At the Art House
Who's Your Mommy? Examining a haunting adoption with Naomi Watts
Why are there so few films about motherhood? After all, there are plenty of movies about being a dad. Even a movie titled Parenthood was really about the father. Is it from a general lack of respect for, or a lack of interest in, the enduring roles that women play? Maybe.
Or is it because motherhood is such an overwhelming, potentially all-encompassing role that the subject is hard to pin down to a specific story? I’m not talking about the relatively modern phenomenon of women trying to balance work and family. I’m talking about telling a story that takes on motherhood itself, the act of having given birth to a brand-new human being, and what that act means — to the mother.
This is the story that writer/director Rodrigo García tells in the new movie Mother and Child, though he approaches it by indirection and absence, a story about adoption, about not knowing who your mother is, or who your daughter is. And, though this question is not at the heart of the film, he also examines whether an adoptive mother is really a mother. (His answer is yes.)
Karen, a painfully brittle, and downright unpleasant physical therapist (played by a resolutely non-glamorous Annette Bening), gave up her daughter for adoption 37 years ago, when Karen was 14. This act has determined her entire life. Her bitterness, which is so extreme that in a lesser actor’s hands it might have been comical, in a Mommy Dearest way, is the result of her having spent virtually every waking minute wondering what became of her child.
Well, the viewer knows what happened to her. She, Elizabeth (Naomi Watts), became an ice queen of a lawyer, one of recent cinema’s more memorable bitches. When her pregnant neighbor directs a little too much corn-fed cheer her way, and projects a little too much happiness in her own pregnancy, Elizabeth takes a chilling revenge.
She seduces (if the overpowering technique that she displays here can truly be called ‘seductive’) the woman’s husband then leaves her panties in the wife’s drawer.

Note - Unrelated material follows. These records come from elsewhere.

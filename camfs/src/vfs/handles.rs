//! Open file handles.
//!
//! A handle pins its file node and remembers where the file lives on the
//! device, so write-back works even after the tree was invalidated.

use super::node::FileNode;
use parking_lot::Mutex;
use std::collections::HashMap;
use std::sync::Arc;
use std::sync::atomic::{AtomicU64, Ordering};

pub struct OpenFile<H> {
    pub file: Arc<FileNode<H>>,
    pub folder: String,
    pub writeable: bool,
}

impl<H> Clone for OpenFile<H> {
    fn clone(&self) -> Self {
        Self {
            file: self.file.clone(),
            folder: self.folder.clone(),
            writeable: self.writeable,
        }
    }
}

pub struct HandleTable<H> {
    next: AtomicU64,
    open: Mutex<HashMap<u64, OpenFile<H>>>,
}

impl<H> Default for HandleTable<H> {
    fn default() -> Self {
        Self::new()
    }
}

impl<H> HandleTable<H> {
    pub fn new() -> Self {
        Self {
            // 0 is what FUSE sends when there is no handle.
            next: AtomicU64::new(1),
            open: Mutex::new(HashMap::new()),
        }
    }

    pub fn insert(&self, entry: OpenFile<H>) -> u64 {
        let fh = self.next.fetch_add(1, Ordering::Relaxed);
        self.open.lock().insert(fh, entry);
        fh
    }

    pub fn get(&self, fh: u64) -> Option<OpenFile<H>> {
        self.open.lock().get(&fh).cloned()
    }

    pub fn remove(&self, fh: u64) -> Option<OpenFile<H>> {
        self.open.lock().remove(&fh)
    }

    pub fn drain(&self) -> Vec<(u64, OpenFile<H>)> {
        self.open.lock().drain().collect()
    }

    pub fn len(&self) -> usize {
        self.open.lock().len()
    }

    pub fn is_empty(&self) -> bool {
        self.len() == 0
    }
}

#[cfg(test)]
mod tests {
    use super::*;
    use crate::device::FileInfo;
    use std::time::UNIX_EPOCH;

    #[test]
    fn test_handles_are_unique_and_removable() {
        let table: HandleTable<()> = HandleTable::new();
        let file = FileNode::from_device(FileInfo {
            name: "a.jpg".into(),
            size: 0,
            mtime: UNIX_EPOCH,
        });
        let entry = OpenFile {
            file,
            folder: "/".into(),
            writeable: false,
        };
        let a = table.insert(entry.clone());
        let b = table.insert(entry);
        assert_ne!(a, b);
        assert_ne!(a, 0);
        assert!(table.get(a).is_some());
        assert!(table.remove(a).is_some());
        assert!(table.get(a).is_none());
        assert!(table.remove(a).is_none());
        assert_eq!(table.len(), 1);
    }
}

Becoming a mother herself is the last thing on Elizabeth’s mind. She got her tubes tied when she was 17, just to be sure.
Emotionally, the two women are frozen in place. Then the plot kicks in; Karen meets an improbably patient and caring man (Jimmy Smits) who coaxes her into the land of the living, while Elizabeth has a brief affair with her boss (a surprisingly tender Samuel L. Jackson). I won’t give away more of the plot, though I have to mention the film’s third subplot, the efforts by Lucy (Kerry Washington) to adopt.
She can’t have a child herself; her husband is ambivalent about adopting, and, when she meets the pregnant 20-year-old who’s auditioning potential mothers for her unwanted child, Lucy has to humiliate herself.
Some sentimentality does necessarily seep into the film; but it’s not a weeper. García’s vision may be reductive (do mothers who’ve given away their babies suffer as acutely into their 50s as Karen? Honestly, I don’t know). But he certainly takes the subject seriously, as perhaps only someone from a family-first, non-Anglo culture could do. (García is the son of Gabriel García Marquez, and he grew up in Colombia and Mexico.)
His film is bolstered tremendously by the performances of Bening and Watts, who make their rather one-note characters believable and compelling. The story does wobble near the end, once García starts introducing the likes of a superhumanly empathetic, blind teenaged girl who dispenses easy wisdom. And he’s heavy-handed with his irony, which I suppose he would simply call ‘fate.’
(The film was produced by Alejandro González Iñárritu, director of Babel and Amores Perros, and it shares the sometimes grinding fatalism of those films.)
But it doesn’t collapse. The ending is in fact quite moving.
Babiesis also showing at the Angelika. It would make for an interesting double-feature with Mother and Child. Maybe we could throw in Sex and the City 2 and make a day of it.